Andrew Warwick-Thompson will step down as executive director for regulatory policy at The Pensions Regulator to join the £40bn LGPS Central as chief executive.
Warwick-Thompson joined the regulator's board as executive director in 2013 and has been responsible for shaping regulatory policy across the watchdog's work across trust-based schemes and has also overseen its risk and data functions.
The regulator said he will leave the organisation in July and said a successor would be announced in "due course".
The move comes just days after the outgoing Pensions and Lifetime Savings Association (PLSA) chief executive Joanne Segars was appointed as non-executive chairwoman of the local government pension scheme pool.

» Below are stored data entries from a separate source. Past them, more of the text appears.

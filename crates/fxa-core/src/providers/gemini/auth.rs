//! Gemini authentication strategies

use reqwest::RequestBuilder;

/// Authentication method for Gemini API
#[derive(Clone, Debug)]
pub enum GeminiAuth {
    /// API Key authentication (for generativelanguage.googleapis.com)
    ApiKey(String),
}

impl GeminiAuth {
    /// Apply authentication to a request builder
    pub fn apply(&self, builder: RequestBuilder) -> RequestBuilder {
        match self {
            GeminiAuth::ApiKey(key) => builder.query(&[("key", key.as_str())]),
        }
    }
}
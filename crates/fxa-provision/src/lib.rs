//! # FXA Provision
//!
//! Declarative description of the cloud resources that host the agent.
//!
//! [`plan`] is a pure function: the same [`ProvisioningInputs`] always give
//! the same [`ResourceGraph`], names included. Optional resources are
//! [`ResourceSlot`]s, so a disabled resource is `Absent` rather than an error.

pub mod graph;
pub mod inputs;
pub mod naming;

pub use graph::{Resource, ResourceGraph, ResourceKind, ResourceSlot};
pub use inputs::{ProvisionError, ProvisioningInputs};
pub use naming::{TOKEN_LEN, generated_name, resource_token};

use std::collections::BTreeMap;

/// Build the resource graph for one environment
pub fn plan(inputs: &ProvisioningInputs) -> ResourceGraph {
    let token = resource_token(
        &inputs.subscription_id,
        &inputs.resource_group,
        &inputs.environment_name,
    );
    let mut planner = Planner {
        inputs,
        token: &token,
        slots: BTreeMap::new(),
    };

    planner.provision(ResourceKind::ManagedIdentity, BTreeMap::new());

    if inputs.enable_monitoring {
        planner.provision(
            ResourceKind::LogAnalyticsWorkspace,
            props([("retentionInDays", "30".to_string())]),
        );
        planner.provision(
            ResourceKind::ApplicationInsights,
            props([("kind", "web".to_string())]),
        );
    }

    match inputs.existing_registry() {
        Some(id) => planner.reference(ResourceKind::ContainerRegistry, id),
        None if inputs.create_registry => planner.provision(
            ResourceKind::ContainerRegistry,
            props([("sku", "Basic".to_string())]),
        ),
        None => {}
    }

    planner.provision(ResourceKind::ContainerAppsEnvironment, BTreeMap::new());

    // The project is only created next to an account created here; an
    // existing account brings its own project
    match inputs.existing_ai_account() {
        Some(id) => planner.reference(ResourceKind::AiAccount, id),
        None if inputs.create_ai_project => {
            planner.provision(ResourceKind::AiAccount, props([("kind", "AIServices".to_string())]));
            let account = planner.name_of(ResourceKind::AiAccount);
            planner.provision(ResourceKind::AiProject, props([("account", account)]));
        }
        None => {}
    }

    let app_properties = planner.container_app_properties();
    planner.provision(ResourceKind::ContainerApp, app_properties);

    ResourceGraph {
        environment_name: inputs.environment_name.clone(),
        resource_token: token.clone(),
        slots: planner.slots,
    }
}

fn props<const N: usize>(entries: [(&str, String); N]) -> BTreeMap<String, String> {
    entries
        .into_iter()
        .map(|(key, value)| (key.to_string(), value))
        .collect()
}

struct Planner<'a> {
    inputs: &'a ProvisioningInputs,
    token: &'a str,
    slots: BTreeMap<ResourceKind, ResourceSlot>,
}

impl Planner<'_> {
    fn name(&self, kind: ResourceKind) -> String {
        self.inputs
            .name_overrides
            .get(&kind)
            .cloned()
            .unwrap_or_else(|| generated_name(kind, self.token))
    }

    fn name_of(&self, kind: ResourceKind) -> String {
        self.slots
            .get(&kind)
            .map(|slot| slot.name().to_string())
            .unwrap_or_default()
    }

    fn id_of(&self, kind: ResourceKind) -> String {
        self.slots
            .get(&kind)
            .map(|slot| slot.id().to_string())
            .unwrap_or_default()
    }

    /// Only provisioned resources are deployment dependencies
    fn dependencies(&self, kind: ResourceKind) -> Vec<ResourceKind> {
        let candidates: &[ResourceKind] = match kind {
            ResourceKind::ApplicationInsights => &[ResourceKind::LogAnalyticsWorkspace],
            ResourceKind::ContainerRegistry => &[ResourceKind::ManagedIdentity],
            ResourceKind::ContainerAppsEnvironment => &[ResourceKind::LogAnalyticsWorkspace],
            ResourceKind::AiProject => &[ResourceKind::AiAccount],
            ResourceKind::ContainerApp => &[
                ResourceKind::ManagedIdentity,
                ResourceKind::ApplicationInsights,
                ResourceKind::ContainerRegistry,
                ResourceKind::ContainerAppsEnvironment,
                ResourceKind::AiProject,
            ],
            _ => &[],
        };
        candidates
            .iter()
            .copied()
            .filter(|dep| {
                self.slots
                    .get(dep)
                    .is_some_and(|slot| slot.resource().is_some())
            })
            .collect()
    }

    fn provision(&mut self, kind: ResourceKind, properties: BTreeMap<String, String>) {
        let name = self.name(kind);
        let id = self.resource_id(kind, &name);
        let resource = Resource {
            kind,
            id,
            name,
            resource_type: kind.resource_type().to_string(),
            location: self.inputs.location.clone(),
            depends_on: self.dependencies(kind),
            properties,
        };
        self.slots.insert(kind, ResourceSlot::Provisioned(resource));
    }

    /// ARM id; a project lives under its account
    fn resource_id(&self, kind: ResourceKind, name: &str) -> String {
        let group = format!(
            "/subscriptions/{}/resourceGroups/{}/providers",
            self.inputs.subscription_id, self.inputs.resource_group
        );
        match kind {
            ResourceKind::AiProject => format!(
                "{}/{}/{}/projects/{}",
                group,
                ResourceKind::AiAccount.resource_type(),
                self.name_of(ResourceKind::AiAccount),
                name
            ),
            _ => format!("{}/{}/{}", group, kind.resource_type(), name),
        }
    }

    fn reference(&mut self, kind: ResourceKind, id: &str) {
        let id = id.trim_end_matches('/').to_string();
        self.slots.insert(kind, ResourceSlot::Referenced { id });
    }

    /// Settings handed to the agent container; blank when a resource is absent
    fn container_app_properties(&self) -> BTreeMap<String, String> {
        let registry_server = match self.slots.get(&ResourceKind::ContainerRegistry) {
            Some(slot) if slot.is_present() => format!("{}.azurecr.io", slot.name()),
            _ => String::new(),
        };

        props([
            ("targetPort", "8080".to_string()),
            ("ingress", "external".to_string()),
            ("identity", self.id_of(ResourceKind::ManagedIdentity)),
            ("registryServer", registry_server),
            (
                "env.APPLICATION_INSIGHTS_RESOURCE_ID",
                self.id_of(ResourceKind::ApplicationInsights),
            ),
            (
                "env.APPLICATION_INSIGHTS_AGENT_NAME",
                format!("fxa-{}", self.inputs.environment_name),
            ),
            ("env.AZURE_AI_ACCOUNT_ID", self.id_of(ResourceKind::AiAccount)),
            ("env.AZURE_AI_PROJECT_ID", self.id_of(ResourceKind::AiProject)),
        ])
    }
}
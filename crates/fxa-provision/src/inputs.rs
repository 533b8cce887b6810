use crate::graph::ResourceKind;
use serde::{Deserialize, Serialize};
use std::collections::BTreeMap;
use thiserror::Error;

#[derive(Error, Debug, Clone, PartialEq, Eq)]
pub enum ProvisionError {
    #[error("{0} must not be empty")]
    MissingInput(&'static str),

    #[error("name override for {0} must not be empty")]
    BlankOverride(ResourceKind),

    #[error("{field} is not a resource id: '{value}'")]
    InvalidResourceId { field: &'static str, value: String },
}

/// Everything the planner needs; the planner reads nothing else
#[derive(Debug, Clone, PartialEq, Eq, Serialize, Deserialize)]
pub struct ProvisioningInputs {
    pub environment_name: String,
    pub location: String,
    pub subscription_id: String,
    pub resource_group: String,

    #[serde(default = "default_true")]
    pub create_ai_project: bool,
    #[serde(default = "default_true")]
    pub create_registry: bool,
    #[serde(default = "default_true")]
    pub enable_monitoring: bool,

    /// Replaces the generated name of a resource verbatim
    #[serde(default)]
    pub name_overrides: BTreeMap<ResourceKind, String>,
    pub existing_ai_account_id: Option<String>,
    pub existing_registry_id: Option<String>,
}

fn default_true() -> bool {
    true
}

impl ProvisioningInputs {
    pub fn new(
        environment_name: impl Into<String>,
        location: impl Into<String>,
        subscription_id: impl Into<String>,
        resource_group: impl Into<String>,
    ) -> Self {
        Self {
            environment_name: environment_name.into(),
            location: location.into(),
            subscription_id: subscription_id.into(),
            resource_group: resource_group.into(),
            create_ai_project: true,
            create_registry: true,
            enable_monitoring: true,
            name_overrides: BTreeMap::new(),
            existing_ai_account_id: None,
            existing_registry_id: None,
        }
    }

    pub fn with_override(mut self, kind: ResourceKind, name: impl Into<String>) -> Self {
        self.name_overrides.insert(kind, name.into());
        self
    }

    /// Check inputs before planning
    pub fn validate(&self) -> Result<(), ProvisionError> {
        let required = [
            ("environment_name", &self.environment_name),
            ("location", &self.location),
            ("subscription_id", &self.subscription_id),
            ("resource_group", &self.resource_group),
        ];
        for (field, value) in required {
            if value.trim().is_empty() {
                return Err(ProvisionError::MissingInput(field));
            }
        }

        if let Some((kind, _)) = self.name_overrides.iter().find(|(_, n)| n.trim().is_empty()) {
            return Err(ProvisionError::BlankOverride(*kind));
        }

        let existing = [
            ("existing_ai_account_id", self.existing_ai_account()),
            ("existing_registry_id", self.existing_registry()),
        ];
        for (field, value) in existing {
            if let Some(id) = value {
                if !id.starts_with('/') || id.trim_end_matches('/').is_empty() {
                    return Err(ProvisionError::InvalidResourceId {
                        field,
                        value: id.to_string(),
                    });
                }
            }
        }
        Ok(())
    }

    /// Existing AI account id; blank counts as unset
    pub fn existing_ai_account(&self) -> Option<&str> {
        non_blank(&self.existing_ai_account_id)
    }

    pub fn existing_registry(&self) -> Option<&str> {
        non_blank(&self.existing_registry_id)
    }
}

fn non_blank(value: &Option<String>) -> Option<&str> {
    value.as_deref().map(str::trim).filter(|v| !v.is_empty())
}
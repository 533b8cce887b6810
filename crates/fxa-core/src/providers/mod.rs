//! LLM provider implementations
//!
//! # Available Providers
//!
//! - **OpenAI**: chat completions, also used for Azure OpenAI deployments
//! - **Gemini**: Google's `generateContent` API
//!
//! All providers speak function calling, so the agent loop can hand them the
//! tool declarations and read back `FunctionCall` parts.
//!
//! # Example
//!
//! ```ignore
//! use fxa_core::{FxConfig, providers::create_model};
//!
//! let config = FxConfig::load()?;
//! let model = create_model(&config.model.backend()?);
//! ```

pub mod factory;
pub mod gemini;
pub mod openai;

pub use factory::create_model;
pub use gemini::{GeminiAuth, GeminiConfig, GeminiProvider};
pub use openai::{OpenAIAuth, OpenAIConfig, OpenAIProvider};

/// Truncate an error body so a misbehaving backend cannot flood the logs
pub(crate) fn error_excerpt(body: &str) -> &str {
    const MAX: usize = 512;
    if body.len() <= MAX {
        return body;
    }
    let mut end = MAX;
    while !body.is_char_boundary(end) {
        end -= 1;
    }
    &body[..end]
}
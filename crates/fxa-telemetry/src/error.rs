use crate::connection::ConnectionError;
use thiserror::Error;

/// Reasons telemetry could not be attached.
///
/// None of these are fatal: the registry downgrades every one of them to a
/// no-op tracer and a single log line.
#[derive(Error, Debug)]
pub enum TelemetryError {
    #[error("malformed connection string: {0}")]
    Connection(#[from] ConnectionError),

    #[error("{0} exporter is not available in this build")]
    ExporterUnavailable(&'static str),

    #[error("failed to build {exporter} exporter: {reason}")]
    ExporterBuild {
        exporter: &'static str,
        reason: String,
    },

    #[error("failed to initialize logging: {0}")]
    Logging(String),
}

impl From<TelemetryError> for fxa_core::Error {
    fn from(err: TelemetryError) -> Self {
        fxa_core::Error::Telemetry(err.to_string())
    }
}
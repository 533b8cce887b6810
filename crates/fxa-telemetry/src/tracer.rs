//! Tracer capability
//!
//! [`AgentTracer`] is implemented twice: [`ActiveTracer`] forwards to an
//! OpenTelemetry tracer, [`NoOpTracer`] does nothing. Both hand out
//! [`SpanHandle`]s, which are inert when tracing is off.

use crate::attributes::*;
use fxa_core::TelemetryConfig;
use opentelemetry::{
    Context, KeyValue,
    trace::{SpanKind, Status, TraceContextExt, Tracer as _},
};
use opentelemetry_sdk::trace::Tracer;
use tracing_opentelemetry::OpenTelemetrySpanExt;

/// Identity attached to every span
#[derive(Debug, Clone, PartialEq, Eq)]
pub struct AgentIdentity {
    pub agent_name: String,
    pub agent_id: String,
    pub provider_name: String,
}

impl AgentIdentity {
    pub fn from_config(config: &TelemetryConfig) -> Self {
        Self {
            agent_name: config.agent_name.clone(),
            agent_id: config.agent_id().to_string(),
            provider_name: config.provider_name.clone(),
        }
    }

    fn attributes(&self) -> [KeyValue; 3] {
        [
            KeyValue::new(GEN_AI_AGENT_NAME, self.agent_name.clone()),
            KeyValue::new(GEN_AI_AGENT_ID, self.agent_id.clone()),
            KeyValue::new(GEN_AI_PROVIDER_NAME, self.provider_name.clone()),
        ]
    }
}

/// Span factory shared by the whole process
pub trait AgentTracer: Send + Sync {
    /// Whether spans are exported anywhere
    fn is_enabled(&self) -> bool;

    /// Whether prompts, answers and tool payloads may be recorded
    fn content_enabled(&self) -> bool;

    /// Start a span.
    ///
    /// Without an explicit parent the span is parented to the current
    /// `tracing` span, so it nests under the HTTP request span.
    fn start_span(
        &self,
        name: &str,
        kind: SpanKind,
        parent: Option<&SpanHandle>,
        attributes: Vec<KeyValue>,
    ) -> SpanHandle;

    /// The underlying tracer, for bridging `tracing` spans
    fn otel_tracer(&self) -> Option<Tracer>;
}

/// A started span, or nothing when tracing is disabled
#[derive(Debug, Clone, Default)]
pub struct SpanHandle {
    inner: Option<Context>,
}

impl SpanHandle {
    /// A handle that records nothing
    pub fn disabled() -> Self {
        Self { inner: None }
    }

    pub fn is_recording(&self) -> bool {
        self.inner
            .as_ref()
            .is_some_and(|cx| cx.span().is_recording())
    }

    pub fn set_attribute(&self, attribute: KeyValue) {
        if let Some(cx) = &self.inner {
            cx.span().set_attribute(attribute);
        }
    }

    /// Mark the span as failed
    pub fn record_error(&self, message: impl Into<String>) {
        if let Some(cx) = &self.inner {
            cx.span().set_status(Status::error(message.into()));
        }
    }

    /// Hex trace id, if recording
    pub fn trace_id(&self) -> Option<String> {
        self.inner.as_ref().and_then(|cx| {
            let span_context = cx.span().span_context().clone();
            span_context
                .is_valid()
                .then(|| span_context.trace_id().to_string())
        })
    }

    pub fn end(&self) {
        if let Some(cx) = &self.inner {
            cx.span().end();
        }
    }
}

/// Exporter-backed tracer
pub struct ActiveTracer {
    tracer: Tracer,
    identity: AgentIdentity,
    enable_content: bool,
}

impl ActiveTracer {
    pub fn new(tracer: Tracer, identity: AgentIdentity, enable_content: bool) -> Self {
        Self {
            tracer,
            identity,
            enable_content,
        }
    }
}

impl AgentTracer for ActiveTracer {
    fn is_enabled(&self) -> bool {
        true
    }

    fn content_enabled(&self) -> bool {
        self.enable_content
    }

    fn start_span(
        &self,
        name: &str,
        kind: SpanKind,
        parent: Option<&SpanHandle>,
        attributes: Vec<KeyValue>,
    ) -> SpanHandle {
        let parent_cx = match parent.and_then(|p| p.inner.clone()) {
            Some(cx) => cx,
            None => tracing::Span::current().context(),
        };

        let mut all_attributes = Vec::with_capacity(attributes.len() + 3);
        all_attributes.extend(self.identity.attributes());
        all_attributes.extend(attributes);

        let span = self
            .tracer
            .span_builder(name.to_string())
            .with_kind(kind)
            .with_attributes(all_attributes)
            .start_with_context(&self.tracer, &parent_cx);

        SpanHandle {
            inner: Some(parent_cx.with_span(span)),
        }
    }

    fn otel_tracer(&self) -> Option<Tracer> {
        Some(self.tracer.clone())
    }
}

/// Tracer used when telemetry is not attached
#[derive(Debug, Default, Clone, Copy)]
pub struct NoOpTracer;

impl AgentTracer for NoOpTracer {
    fn is_enabled(&self) -> bool {
        false
    }

    fn content_enabled(&self) -> bool {
        false
    }

    fn start_span(
        &self,
        _name: &str,
        _kind: SpanKind,
        _parent: Option<&SpanHandle>,
        _attributes: Vec<KeyValue>,
    ) -> SpanHandle {
        SpanHandle::disabled()
    }

    fn otel_tracer(&self) -> Option<Tracer> {
        None
    }
}
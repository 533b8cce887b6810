//! Span helpers for agent runs, model turns and tool executions
//!
//! Content (prompt, answer, tool arguments and results) is only recorded when
//! the tracer allows it; otherwise sizes are recorded instead.

use crate::attributes::*;
use crate::tracer::{AgentTracer, SpanHandle};
use opentelemetry::KeyValue;
use opentelemetry::trace::SpanKind;

/// Attributes for the top-level span of one `/invoke` request
#[derive(Debug, Clone)]
pub struct AgentRunAttributes<'a> {
    pub invocation_id: &'a str,
    pub prompt: &'a str,
}

/// Attributes for one model turn
#[derive(Debug, Clone)]
pub struct ChatSpanAttributes<'a> {
    pub invocation_id: &'a str,
    pub model: &'a str,
    pub system: &'a str,
}

/// Attributes for one tool execution
#[derive(Debug, Clone)]
pub struct ToolSpanAttributes<'a> {
    pub invocation_id: &'a str,
    pub tool_name: &'a str,
    pub tool_description: &'a str,
    pub tool_call_id: &'a str,
    /// Identifier-only attributes contributed by the tool itself
    pub tool_attributes: Vec<(&'static str, String)>,
    pub args: &'a serde_json::Value,
}

/// Start the `agent.run` span, parented to the current request span
pub fn start_agent_run(tracer: &dyn AgentTracer, attrs: AgentRunAttributes<'_>) -> SpanHandle {
    let mut attributes = vec![
        KeyValue::new(GEN_AI_OPERATION_NAME, "invoke_agent"),
        KeyValue::new(FXA_INVOCATION_ID, attrs.invocation_id.to_string()),
        KeyValue::new(FXA_PROMPT_LENGTH, attrs.prompt.chars().count() as i64),
    ];
    if tracer.content_enabled() {
        attributes.push(KeyValue::new(FXA_PROMPT, attrs.prompt.to_string()));
    }

    tracer.start_span("agent.run", SpanKind::Server, None, attributes)
}

/// Record the final answer on the `agent.run` span
pub fn record_agent_result(tracer: &dyn AgentTracer, span: &SpanHandle, answer: &str) {
    span.set_attribute(KeyValue::new(
        FXA_RESPONSE_LENGTH,
        answer.chars().count() as i64,
    ));
    if tracer.content_enabled() {
        span.set_attribute(KeyValue::new(FXA_RESPONSE, answer.to_string()));
    }
}

/// Start a `chat <model>` span for one model turn
pub fn start_chat(
    tracer: &dyn AgentTracer,
    parent: &SpanHandle,
    attrs: ChatSpanAttributes<'_>,
) -> SpanHandle {
    tracer.start_span(
        &format!("chat {}", attrs.model),
        SpanKind::Client,
        Some(parent),
        vec![
            KeyValue::new(GEN_AI_OPERATION_NAME, "chat"),
            KeyValue::new(GEN_AI_SYSTEM, attrs.system.to_string()),
            KeyValue::new(GEN_AI_REQUEST_MODEL, attrs.model.to_string()),
            KeyValue::new(FXA_INVOCATION_ID, attrs.invocation_id.to_string()),
        ],
    )
}

/// Record token usage and finish reason of a model turn
pub fn record_chat_response(
    span: &SpanHandle,
    usage: Option<fxa_core::Usage>,
    finish_reason: Option<&str>,
) {
    if let Some(usage) = usage {
        span.set_attribute(KeyValue::new(
            GEN_AI_USAGE_INPUT_TOKENS,
            i64::from(usage.input_tokens),
        ));
        span.set_attribute(KeyValue::new(
            GEN_AI_USAGE_OUTPUT_TOKENS,
            i64::from(usage.output_tokens),
        ));
    }
    if let Some(reason) = finish_reason {
        span.set_attribute(KeyValue::new(
            GEN_AI_RESPONSE_FINISH_REASON,
            reason.to_string(),
        ));
    }
}

/// Start an `execute_tool <name>` span
pub fn start_tool(
    tracer: &dyn AgentTracer,
    parent: &SpanHandle,
    attrs: ToolSpanAttributes<'_>,
) -> SpanHandle {
    let mut attributes = vec![
        KeyValue::new(GEN_AI_OPERATION_NAME, "execute_tool"),
        KeyValue::new(GEN_AI_TOOL_NAME, attrs.tool_name.to_string()),
        KeyValue::new(GEN_AI_TOOL_DESCRIPTION, attrs.tool_description.to_string()),
        KeyValue::new(GEN_AI_TOOL_CALL_ID, attrs.tool_call_id.to_string()),
        KeyValue::new(FXA_INVOCATION_ID, attrs.invocation_id.to_string()),
    ];
    attributes.extend(
        attrs
            .tool_attributes
            .into_iter()
            .map(|(key, value)| KeyValue::new(key, value)),
    );
    if tracer.content_enabled() {
        attributes.push(KeyValue::new(
            GEN_AI_TOOL_CALL_ARGUMENTS,
            safe_serialize(attrs.args),
        ));
    }

    tracer.start_span(
        &format!("execute_tool {}", attrs.tool_name),
        SpanKind::Internal,
        Some(parent),
        attributes,
    )
}

/// Record a tool result; an `error` field marks the span as failed
pub fn record_tool_result(tracer: &dyn AgentTracer, span: &SpanHandle, result: &serde_json::Value) {
    if let Some(error) = result.get("error").and_then(|e| e.as_str()) {
        span.record_error(error);
    }
    if tracer.content_enabled() {
        span.set_attribute(KeyValue::new(GEN_AI_TOOL_CALL_RESULT, safe_serialize(result)));
    }
}

/// Helper to safely serialize to JSON string
pub fn safe_serialize<T: serde::Serialize>(value: &T) -> String {
    serde_json::to_string(value).unwrap_or_else(|_| "<not serializable>".to_string())
}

Segars, who will leave the PLSA after 12 years next month, will oversee the nine-fund pool, which has around £40bn of assets spread across 870,000 members and 1,900 employers.
LGPS Central is one of eight local government pools being set up ahead of a government deadline in April 2018. All 89 English and Welsh LGPSs must pool their investments in a bid to drive down costs and improve efficiencies. Part of this process involves appointing an independent chair.
The LGPS Central Pool will bring together funds from Cheshire, Leicestershire, Shropshire, Staffordshire, the West Midlands, Derbyshire, Nottinghamshire, Worcestershire, and the West Midlands Integrated Transport Authority.
The pool predicts aggregating assets and investments will see it make around £200m of savings by 2034, net of transition, set-up, and operating costs.